September 30, 2012

DELAWARE INSIDER: Do Stockholders Have a "Say on Pay" in Delaware? Lessons from Recent Executive Compensation Decisions

Lisa R. Stark

The financial crisis raised questions about whether boards of directors of public companies were exercising appropriate oversight of corporate finances, including executive compensation practices. Stockholders sought a greater voice on compensation matters and achieved a limited right to have a "say on pay" at the federal level. At the state level, executive compensation practices have increasingly become the subject of derivative actions brought by stockholders in the Delaware courts. High-profile cases brought in the Delaware Court of Chancery include challenges to compensation practices at Citigroup in 2009, Goldman Sachs in 2011 and, more recently, Hewlett-Packard Company.

Pleading Corporate Waste

Under Delaware law, executive compensation decisions made by disinterested and informed directors are entitled to great deference. The Delaware courts' unwillingness to disturb a board's decisions on compensation matters stems from the long-held view that decisions on the expenditure of corporate funds, including the approval of salaries and bonuses of high-level officers, are quintessential board functions under section 141(a) of the General Corporation Law of the State of Delaware. As a result, plaintiffs seeking to challenge compensation decisions must satisfy a difficult pleading burden.

The sine qua non of a successful challenge to a disinterested and informed decision on an executive compensation matter is proof of corporate waste. A compensation decision is tantamount to waste if it was so egregious or irrational that the board's decision could not have been based on the corporation's best interests. Stated differently, the consideration that the corporation received for the compensation package must be so small that it could be effectively characterized as a gift serving no corporate purpose. Where the corporation has received any substantial consideration, a finding of waste is inappropriate. Because the burden for establishing waste is so high, stockholder plaintiffs are rarely successful in challenging executive compensation practices.

Compensation for Departing Executives

In June 2012, the Delaware Court of Chancery ruled on two derivative actions challenging severance/retirement packages for departing executives: (1) Zucker v. Andreessen, C.A. No. 6014-VCP (Del. Ch. June 21, 2012), and (2) Seinfeld v. Slager, C.A. No. 6462-VCG (Del. Ch. June 29, 2012). Early decisions of the Delaware courts held that compensation for services previously performed and for which compensation had already been received generally would constitute a waste of corporate assets. However, Zucker and Slager confirm that the Delaware Court of Chancery will not substitute its judgment for that of a disinterested and informed board of directors on executive compensation matters, including severance, if there is some rational basis for the board's decision.

Zucker v. Andreessen

In Zucker v. Andreessen, the Delaware Court of Chancery granted defendant Hewlett-Packard Company's (HP) motion to dismiss claims that HP's directors committed waste by approving a $40 million severance package for HP's former CEO, Mark Hurd. The court found that there was some rational basis for the HP board to conclude that the amount and the form of the severance package were appropriate and likely to be beneficial to the corporation.

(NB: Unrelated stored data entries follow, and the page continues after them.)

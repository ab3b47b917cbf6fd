//! Fake GitHub payloads for the install flow BDD tests.

use serde_json::{Value, json};
use tally_pr_install::install::test_support::{fake_tally_script, zip_archive};

/// Repository every scenario queries.
pub(crate) const OWNER_REPO: &str = "owner/repo";

/// Artifact name for the fixed `linux-amd64` platform used in scenarios.
pub(crate) const ARTIFACT_NAME: &str = "tally-linux-amd64";

/// Builds a workflow-runs listing with `older` created an hour before
/// `newer`. The older run is listed first so ordering comes from timestamps,
/// not response order.
pub(crate) fn runs_payload(head_sha: &str, older: u64, newer: u64) -> Value {
    let run = |id: u64, created_at: &str| {
        json!({
            "id": id,
            "head_sha": head_sha,
            "status": "completed",
            "conclusion": "success",
            "created_at": created_at,
            "html_url": format!("https://github.com/{OWNER_REPO}/actions/runs/{id}")
        })
    };

    json!({
        "total_count": 2,
        "workflow_runs": [
            run(older, "2026-01-15T10:00:00Z"),
            run(newer, "2026-01-15T11:00:00Z")
        ]
    })
}

/// A zip archive holding a `tally` script whose `version` prints `version`.
#[expect(
    clippy::expect_used,
    reason = "integration test helper; allow-expect-in-tests does not cover integration tests"
)]
pub(crate) fn zip_with_tally(version: &str) -> Vec<u8> {
    let script = fake_tally_script(version);
    zip_archive(&[("tally", script.as_bytes())]).expect("zip archive should build")
}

In 2010, HP terminated Hurd after he was accused of sexual harassment by an independent contractor with whom he had a personal relationship. Although the board determined that Hurd did not violate HP's sexual harassment policy, it did find that he filed inaccurate expense reports to conceal the relationship. Having lost confidence in its CEO, the HP board terminated Hurd, but authorized a severance package estimated to be worth $40 million. In return, Hurd agreed to extend the term of an earlier confidentiality agreement with HP. He also executed a general release in favor of HP and agreed to cooperate with HP in connection with any investigative or legal matters involving the company.

Plaintiff brought this action and alleged that the severance agreement constituted waste because HP was not required to provide any severance to Hurd, and HP did not receive any consideration for the severance agreement. Ruling on defendants' motion to dismiss plaintiff's complaint for failure to allege a basis to excuse pre-suit demand under Delaware Court of Chancery Rule 23.1, the court found that plaintiff had failed to establish demand futility by properly pleading a waste claim. The court emphasized that Hurd was not terminated for cause, and HP received consideration for the severance agreement when Hurd agreed to extend the term of the confidentiality agreement and release all claims against HP. Additionally, the court noted that plaintiff did not allege that HP suffered significant losses during Hurd's stewardship or that Hurd was otherwise an ineffective CEO. Under such circumstances, at least some portion of Hurd's severance could represent reasonable compensation for his successful past job performance. Finally, the court noted that the HP board could have reasonably concluded that denying Hurd severance would undermine its future efforts to attract outside executive talent. The court found that these facts demonstrated that the severance agreement was the product of a bilateral exchange and therefore plaintiff failed to meet his pleading burden.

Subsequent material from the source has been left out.